There are different bacteria suggested by others to be involved in IBD pathogenesis.  They are Desulfovibrio, bifidobacteria, F. varium, (NB: adherent intestinal E. coli is only increased in inflamed ileum, Darfeuille-Michaud A et al. Gastro 2004; 127:412-21). With the exception of Desulfovibrio now shown to be not increased in UC, there are no reliable published quantitative real time PCR data for them.  In order to put our finding with CDAB in context, we have designed and validated primers for each of bifidobacteria and F. varium.  To date, we have found Ct PCR data to be not different to our NC controls. They are at very low levels in the case of F. varium, higher levels of F. ulcerans (publication in preparation).  (We do not hold with the recently published real time data of Okhusa et al. (Nomura T et al. Aliment Pharm Ther 2005;21:1017-27) because their primers were not specific for F. varium including human sequences and other bacteria, and detection levels were extraordinarily low (50 PCR cycles). Thus, our quantitative finding with CDAB and IBD appears to be unique.  We are looking to do real time PCR on phylogenetically closely related bacteria, because we do not exclude the possibility that this may be a functional rather than bacterium-specific effect.

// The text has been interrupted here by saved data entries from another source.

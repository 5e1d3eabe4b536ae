//! Login flow integration tests.
//!
//! Tests verify:
//! - The /auth routes exist only when a provider is configured
//! - Login redirects to the provider
//! - A good callback code yields the principal and a session cookie
//! - Failed callbacks and logout redirect home

use std::sync::Arc;

use axum::body::Body;
use axum::http::{Method, Request, StatusCode};
use axum::Router;
use serde_json::json;

use user_api::{create_router, Principal, StaticIdentityProvider, UserDirectory};

use super::test_utils::{get, request, send, test_config, test_router};

const AUTHORIZE_URL: &str = "https://provider.example/login/oauth/authorize?client_id=test";

fn identity_router() -> Router {
    let provider = StaticIdentityProvider::new("github", "GitHub", AUTHORIZE_URL)
        .with_login(
            "good-code",
            Principal::new("583231", Some("octocat".to_string()), None),
        );

    create_router(
        Arc::new(UserDirectory::seeded()),
        test_config().with_identity_provider(Arc::new(provider)),
    )
}

#[tokio::test]
async fn test_identity_routes_absent_by_default() {
    let response = get(test_router(), "/auth/github").await;

    assert_eq!(response.status, StatusCode::NOT_FOUND);
    assert_eq!(response.json(), json!({"message": "Route not found"}));
}

#[tokio::test]
async fn test_login_redirects_to_provider() {
    let response = get(identity_router(), "/auth/github").await;

    assert_eq!(response.status, StatusCode::FOUND);
    assert_eq!(response.header("location"), Some(AUTHORIZE_URL));
}

#[tokio::test]
async fn test_unknown_provider_not_found() {
    let response = get(identity_router(), "/auth/gitlab").await;
    assert_eq!(response.status, StatusCode::NOT_FOUND);
}

#[tokio::test]
async fn test_other_methods_on_identity_routes_not_found() {
    let router = identity_router();

    for (method, uri) in [
        (Method::POST, "/auth/github"),
        (Method::DELETE, "/auth/github/callback"),
        (Method::PUT, "/auth/logout"),
    ] {
        let response = send(router.clone(), request(method.clone(), uri)).await;

        assert_eq!(response.status, StatusCode::NOT_FOUND, "{} {}", method, uri);
        assert_eq!(response.json(), json!({"message": "Route not found"}));
    }
}

#[tokio::test]
async fn test_callback_success() {
    let response = get(identity_router(), "/auth/github/callback?code=good-code").await;

    assert_eq!(response.status, StatusCode::OK);
    assert_eq!(
        response.json(),
        json!({
            "message": "GitHub login successful!",
            "user": {
                "id": "583231",
                "username": "octocat",
                "displayName": "Anonymous"
            }
        })
    );

    let cookie = response.header("set-cookie").unwrap();
    assert!(cookie.starts_with("sid="));
    assert!(cookie.contains("HttpOnly"));
}

#[tokio::test]
async fn test_callback_bad_code_redirects_home() {
    let response = get(identity_router(), "/auth/github/callback?code=bad-code").await;

    assert_eq!(response.status, StatusCode::FOUND);
    assert_eq!(response.header("location"), Some("/"));
    assert!(response.header("set-cookie").is_none());
}

#[tokio::test]
async fn test_callback_missing_code_redirects_home() {
    let response = get(identity_router(), "/auth/github/callback").await;

    assert_eq!(response.status, StatusCode::FOUND);
    assert_eq!(response.header("location"), Some("/"));
}

#[tokio::test]
async fn test_logout_clears_session_cookie() {
    let router = identity_router();

    let login = get(router.clone(), "/auth/github/callback?code=good-code").await;
    let cookie = login.header("set-cookie").unwrap();
    let sid = cookie.split(';').next().unwrap().to_string();

    let request = Request::builder()
        .uri("/auth/logout")
        .header("cookie", sid)
        .body(Body::empty())
        .unwrap();
    let response = send(router, request).await;

    assert_eq!(response.status, StatusCode::FOUND);
    assert_eq!(response.header("location"), Some("/"));
    assert!(response.header("set-cookie").unwrap().contains("Max-Age=0"));
}

#[tokio::test]
async fn test_identity_responses_carry_security_headers() {
    let response = get(identity_router(), "/auth/github").await;
    assert_eq!(response.header("x-content-type-options"), Some("nosniff"));
}

#[tokio::test]
async fn test_user_routes_still_protected_with_identity() {
    let response = get(identity_router(), "/users").await;
    assert_eq!(response.status, StatusCode::FORBIDDEN);
}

3.  Lay summary of the report - significance:

In summary, we have novel quantitative data about human mucosal gut bacteria.  We believe that the finding of increased CDAB may have implications for IBD pathogenesis.  CDAB or functionally related bacteria may damage the barrier function of the intestinal epithelium.  (The rationale for this belief is not detailed here and it requires experimental confirmation).  We believe that the alteration in CDAB is an early event in pathogenesis because it affects non-inflamed IBD mucosa.